--- What to do ---
Below are entries to return in full. Keep each one exact.

+ + + + +

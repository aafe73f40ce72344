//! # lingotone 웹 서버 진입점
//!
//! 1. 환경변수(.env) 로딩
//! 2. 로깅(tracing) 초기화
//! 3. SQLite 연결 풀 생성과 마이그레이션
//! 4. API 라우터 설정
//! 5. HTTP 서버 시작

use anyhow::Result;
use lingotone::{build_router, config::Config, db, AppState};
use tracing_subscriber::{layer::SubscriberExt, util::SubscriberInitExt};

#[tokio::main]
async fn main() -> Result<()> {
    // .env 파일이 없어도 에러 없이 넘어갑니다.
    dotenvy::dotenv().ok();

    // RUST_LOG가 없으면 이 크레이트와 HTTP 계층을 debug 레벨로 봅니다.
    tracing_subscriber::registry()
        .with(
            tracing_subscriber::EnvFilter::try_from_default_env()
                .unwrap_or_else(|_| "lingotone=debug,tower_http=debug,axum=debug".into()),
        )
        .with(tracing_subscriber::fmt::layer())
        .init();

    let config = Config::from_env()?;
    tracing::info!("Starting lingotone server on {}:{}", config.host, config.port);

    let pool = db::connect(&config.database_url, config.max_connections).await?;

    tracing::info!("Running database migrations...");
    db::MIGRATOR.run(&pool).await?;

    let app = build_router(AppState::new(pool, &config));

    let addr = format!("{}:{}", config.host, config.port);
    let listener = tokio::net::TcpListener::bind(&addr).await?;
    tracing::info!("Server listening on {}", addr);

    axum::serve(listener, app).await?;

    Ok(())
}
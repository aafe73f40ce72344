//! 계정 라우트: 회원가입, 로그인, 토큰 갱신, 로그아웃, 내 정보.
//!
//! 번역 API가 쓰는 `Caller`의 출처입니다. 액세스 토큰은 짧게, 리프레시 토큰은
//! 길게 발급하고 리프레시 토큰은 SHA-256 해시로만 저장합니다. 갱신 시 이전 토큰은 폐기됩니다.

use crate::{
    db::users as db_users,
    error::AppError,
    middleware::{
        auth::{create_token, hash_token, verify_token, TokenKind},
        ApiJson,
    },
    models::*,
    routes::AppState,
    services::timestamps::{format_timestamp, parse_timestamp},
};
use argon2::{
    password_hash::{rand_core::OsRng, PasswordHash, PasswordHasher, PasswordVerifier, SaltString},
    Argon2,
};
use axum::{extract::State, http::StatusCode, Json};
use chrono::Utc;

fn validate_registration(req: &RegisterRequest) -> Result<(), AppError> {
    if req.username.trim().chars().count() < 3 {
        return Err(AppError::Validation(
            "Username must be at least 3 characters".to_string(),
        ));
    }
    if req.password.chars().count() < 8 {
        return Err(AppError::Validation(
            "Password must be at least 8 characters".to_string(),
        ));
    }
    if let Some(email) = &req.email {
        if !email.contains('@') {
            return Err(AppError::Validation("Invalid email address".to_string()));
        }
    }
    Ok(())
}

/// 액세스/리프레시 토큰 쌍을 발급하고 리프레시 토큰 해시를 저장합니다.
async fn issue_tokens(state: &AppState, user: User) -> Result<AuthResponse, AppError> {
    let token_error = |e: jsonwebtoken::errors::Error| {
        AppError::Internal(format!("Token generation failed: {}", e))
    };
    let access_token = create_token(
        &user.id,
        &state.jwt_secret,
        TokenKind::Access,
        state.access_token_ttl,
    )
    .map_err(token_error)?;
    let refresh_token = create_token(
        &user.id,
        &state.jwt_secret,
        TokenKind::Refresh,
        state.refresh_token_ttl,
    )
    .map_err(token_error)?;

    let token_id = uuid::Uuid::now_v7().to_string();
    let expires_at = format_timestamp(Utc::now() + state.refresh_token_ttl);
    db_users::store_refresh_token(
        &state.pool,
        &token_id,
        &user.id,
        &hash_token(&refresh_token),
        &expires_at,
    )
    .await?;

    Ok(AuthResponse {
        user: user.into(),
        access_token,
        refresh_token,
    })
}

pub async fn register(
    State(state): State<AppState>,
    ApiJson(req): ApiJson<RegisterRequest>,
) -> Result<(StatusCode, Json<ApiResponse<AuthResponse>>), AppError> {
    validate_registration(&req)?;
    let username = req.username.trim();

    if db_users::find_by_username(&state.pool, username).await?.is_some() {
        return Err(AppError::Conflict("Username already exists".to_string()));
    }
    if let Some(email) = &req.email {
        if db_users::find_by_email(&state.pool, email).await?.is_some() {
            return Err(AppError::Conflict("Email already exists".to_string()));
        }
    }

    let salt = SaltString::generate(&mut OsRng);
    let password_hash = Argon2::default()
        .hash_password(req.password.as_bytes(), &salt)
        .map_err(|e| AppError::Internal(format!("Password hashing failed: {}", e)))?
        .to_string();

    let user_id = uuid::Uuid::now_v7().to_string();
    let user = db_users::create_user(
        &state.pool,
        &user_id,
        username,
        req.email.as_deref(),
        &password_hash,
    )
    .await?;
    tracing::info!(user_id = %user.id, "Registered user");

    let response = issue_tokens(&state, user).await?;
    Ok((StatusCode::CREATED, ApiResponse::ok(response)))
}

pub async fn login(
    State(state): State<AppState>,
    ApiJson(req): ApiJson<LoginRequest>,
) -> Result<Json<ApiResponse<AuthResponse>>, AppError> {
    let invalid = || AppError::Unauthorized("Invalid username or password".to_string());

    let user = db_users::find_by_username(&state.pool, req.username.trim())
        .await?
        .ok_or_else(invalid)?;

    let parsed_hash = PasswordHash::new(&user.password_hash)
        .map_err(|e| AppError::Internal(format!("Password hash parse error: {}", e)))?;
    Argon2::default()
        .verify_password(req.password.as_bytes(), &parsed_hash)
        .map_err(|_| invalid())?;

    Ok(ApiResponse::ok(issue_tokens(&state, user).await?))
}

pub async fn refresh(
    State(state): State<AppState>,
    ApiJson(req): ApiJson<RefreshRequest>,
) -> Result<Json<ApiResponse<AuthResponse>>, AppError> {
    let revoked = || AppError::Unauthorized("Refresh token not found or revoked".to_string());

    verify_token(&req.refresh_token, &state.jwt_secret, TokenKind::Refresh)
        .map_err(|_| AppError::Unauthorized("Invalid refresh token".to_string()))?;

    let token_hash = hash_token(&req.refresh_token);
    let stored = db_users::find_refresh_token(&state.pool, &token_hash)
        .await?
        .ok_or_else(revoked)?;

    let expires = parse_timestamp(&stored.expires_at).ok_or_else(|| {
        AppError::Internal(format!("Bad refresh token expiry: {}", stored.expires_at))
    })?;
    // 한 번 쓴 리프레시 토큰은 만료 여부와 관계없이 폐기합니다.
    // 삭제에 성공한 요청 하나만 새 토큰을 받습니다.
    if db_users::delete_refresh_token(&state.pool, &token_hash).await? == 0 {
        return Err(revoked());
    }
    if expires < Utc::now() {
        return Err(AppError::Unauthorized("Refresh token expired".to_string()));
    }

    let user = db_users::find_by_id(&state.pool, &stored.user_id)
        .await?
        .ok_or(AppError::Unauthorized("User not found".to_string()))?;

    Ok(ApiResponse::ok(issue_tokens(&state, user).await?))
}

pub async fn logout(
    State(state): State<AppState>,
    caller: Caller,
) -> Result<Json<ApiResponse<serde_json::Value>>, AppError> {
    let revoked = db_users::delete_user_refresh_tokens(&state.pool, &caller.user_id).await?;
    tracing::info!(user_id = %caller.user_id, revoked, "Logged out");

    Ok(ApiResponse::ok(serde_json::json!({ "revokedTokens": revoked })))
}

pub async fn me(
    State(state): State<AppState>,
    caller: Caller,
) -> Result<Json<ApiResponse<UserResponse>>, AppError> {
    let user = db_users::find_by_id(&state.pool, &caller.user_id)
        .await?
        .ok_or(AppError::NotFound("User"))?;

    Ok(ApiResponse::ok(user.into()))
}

+ + + + +

--- Written solution ---
repository aafe73f40ce72344
//! # lingotone 웹 서버 진입점
//!
//! 1. 환경변수(.env) 로딩
//! 2. 로깅(tracing) 초기화
//! 3. SQLite 연결 풀 생성과 마이그레이션
//! 4. API 라우터 설정
//! 5. HTTP 서버 시작

use anyhow::Result;
use lingotone::{build_router, config::Config, db, AppState};
use tracing_subscriber::{layer::SubscriberExt, util::SubscriberInitExt};

#[tokio::main]
async fn main() -> Result<()> {
    // .env 파일이 없어도 에러 없이 넘어갑니다.
    dotenvy::dotenv().ok();

    // RUST_LOG가 없으면 이 크레이트와 HTTP 계층을 debug 레벨로 봅니다.
    tracing_subscriber::registry()
        .with(
            tracing_subscriber::EnvFilter::try_from_default_env()
                .unwrap_or_else(|_| "lingotone=debug,tower_http=debug,axum=debug".into()),
        )
        .with(tracing_subscriber::fmt::layer())
        .init();

    let config = Config::from_env()?;
    tracing::info!("Starting lingotone server on {}:{}", config.host, config.port);

    let pool = db::connect(&config.database_url, config.max_connections).await?;

    tracing::info!("Running database migrations...");
    db::MIGRATOR.run(&pool).await?;

    let app = build_router(AppState::new(pool, &config));

    let addr = format!("{}:{}", config.host, config.port);
    let listener = tokio::net::TcpListener::bind(&addr).await?;
    tracing::info!("Server listening on {}", addr);

    axum::serve(listener, app).await?;

    Ok(())
}
repository aafe73f40ce72344
//! 계정 라우트: 회원가입, 로그인, 토큰 갱신, 로그아웃, 내 정보.
//!
//! 번역 API가 쓰는 `Caller`의 출처입니다. 액세스 토큰은 짧게, 리프레시 토큰은
//! 길게 발급하고 리프레시 토큰은 SHA-256 해시로만 저장합니다. 갱신 시 이전 토큰은 폐기됩니다.

use crate::{
    db::users as db_users,
    error::AppError,
    middleware::{
        auth::{create_token, hash_token, verify_token, TokenKind},
        ApiJson,
    },
    models::*,
    routes::AppState,
    services::timestamps::{format_timestamp, parse_timestamp},
};
use argon2::{
    password_hash::{rand_core::OsRng, PasswordHash, PasswordHasher, PasswordVerifier, SaltString},
    Argon2,
};
use axum::{extract::State, http::StatusCode, Json};
use chrono::Utc;

fn validate_registration(req: &RegisterRequest) -> Result<(), AppError> {
    if req.username.trim().chars().count() < 3 {
        return Err(AppError::Validation(
            "Username must be at least 3 characters".to_string(),
        ));
    }
    if req.password.chars().count() < 8 {
        return Err(AppError::Validation(
            "Password must be at least 8 characters".to_string(),
        ));
    }
    if let Some(email) = &req.email {
        if !email.contains('@') {
            return Err(AppError::Validation("Invalid email address".to_string()));
        }
    }
    Ok(())
}

/// 액세스/리프레시 토큰 쌍을 발급하고 리프레시 토큰 해시를 저장합니다.
async fn issue_tokens(state: &AppState, user: User) -> Result<AuthResponse, AppError> {
    let token_error = |e: jsonwebtoken::errors::Error| {
        AppError::Internal(format!("Token generation failed: {}", e))
    };
    let access_token = create_token(
        &user.id,
        &state.jwt_secret,
        TokenKind::Access,
        state.access_token_ttl,
    )
    .map_err(token_error)?;
    let refresh_token = create_token(
        &user.id,
        &state.jwt_secret,
        TokenKind::Refresh,
        state.refresh_token_ttl,
    )
    .map_err(token_error)?;

    let token_id = uuid::Uuid::now_v7().to_string();
    let expires_at = format_timestamp(Utc::now() + state.refresh_token_ttl);
    db_users::store_refresh_token(
        &state.pool,
        &token_id,
        &user.id,
        &hash_token(&refresh_token),
        &expires_at,
    )
    .await?;

    Ok(AuthResponse {
        user: user.into(),
        access_token,
        refresh_token,
    })
}

pub async fn register(
    State(state): State<AppState>,
    ApiJson(req): ApiJson<RegisterRequest>,
) -> Result<(StatusCode, Json<ApiResponse<AuthResponse>>), AppError> {
    validate_registration(&req)?;
    let username = req.username.trim();

    if db_users::find_by_username(&state.pool, username).await?.is_some() {
        return Err(AppError::Conflict("Username already exists".to_string()));
    }
    if let Some(email) = &req.email {
        if db_users::find_by_email(&state.pool, email).await?.is_some() {
            return Err(AppError::Conflict("Email already exists".to_string()));
        }
    }

    let salt = SaltString::generate(&mut OsRng);
    let password_hash = Argon2::default()
        .hash_password(req.password.as_bytes(), &salt)
        .map_err(|e| AppError::Internal(format!("Password hashing failed: {}", e)))?
        .to_string();

    let user_id = uuid::Uuid::now_v7().to_string();
    let user = db_users::create_user(
        &state.pool,
        &user_id,
        username,
        req.email.as_deref(),
        &password_hash,
    )
    .await?;
    tracing::info!(user_id = %user.id, "Registered user");

    let response = issue_tokens(&state, user).await?;
    Ok((StatusCode::CREATED, ApiResponse::ok(response)))
}

pub async fn login(
    State(state): State<AppState>,
    ApiJson(req): ApiJson<LoginRequest>,
) -> Result<Json<ApiResponse<AuthResponse>>, AppError> {
    let invalid = || AppError::Unauthorized("Invalid username or password".to_string());

    let user = db_users::find_by_username(&state.pool, req.username.trim())
        .await?
        .ok_or_else(invalid)?;

    let parsed_hash = PasswordHash::new(&user.password_hash)
        .map_err(|e| AppError::Internal(format!("Password hash parse error: {}", e)))?;
    Argon2::default()
        .verify_password(req.password.as_bytes(), &parsed_hash)
        .map_err(|_| invalid())?;

    Ok(ApiResponse::ok(issue_tokens(&state, user).await?))
}

pub async fn refresh(
    State(state): State<AppState>,
    ApiJson(req): ApiJson<RefreshRequest>,
) -> Result<Json<ApiResponse<AuthResponse>>, AppError> {
    let revoked = || AppError::Unauthorized("Refresh token not found or revoked".to_string());

    verify_token(&req.refresh_token, &state.jwt_secret, TokenKind::Refresh)
        .map_err(|_| AppError::Unauthorized("Invalid refresh token".to_string()))?;

    let token_hash = hash_token(&req.refresh_token);
    let stored = db_users::find_refresh_token(&state.pool, &token_hash)
        .await?
        .ok_or_else(revoked)?;

    let expires = parse_timestamp(&stored.expires_at).ok_or_else(|| {
        AppError::Internal(format!("Bad refresh token expiry: {}", stored.expires_at))
    })?;
    // 한 번 쓴 리프레시 토큰은 만료 여부와 관계없이 폐기합니다.
    // 삭제에 성공한 요청 하나만 새 토큰을 받습니다.
    if db_users::delete_refresh_token(&state.pool, &token_hash).await? == 0 {
        return Err(revoked());
    }
    if expires < Utc::now() {
        return Err(AppError::Unauthorized("Refresh token expired".to_string()));
    }

    let user = db_users::find_by_id(&state.pool, &stored.user_id)
        .await?
        .ok_or(AppError::Unauthorized("User not found".to_string()))?;

    Ok(ApiResponse::ok(issue_tokens(&state, user).await?))
}

pub async fn logout(
    State(state): State<AppState>,
    caller: Caller,
) -> Result<Json<ApiResponse<serde_json::Value>>, AppError> {
    let revoked = db_users::delete_user_refresh_tokens(&state.pool, &caller.user_id).await?;
    tracing::info!(user_id = %caller.user_id, revoked, "Logged out");

    Ok(ApiResponse::ok(serde_json::json!({ "revokedTokens": revoked })))
}

pub async fn me(
    State(state): State<AppState>,
    caller: Caller,
) -> Result<Json<ApiResponse<UserResponse>>, AppError> {
    let user = db_users::find_by_id(&state.pool, &caller.user_id)
        .await?
        .ok_or(AppError::NotFound("User"))?;

    Ok(ApiResponse::ok(user.into()))
}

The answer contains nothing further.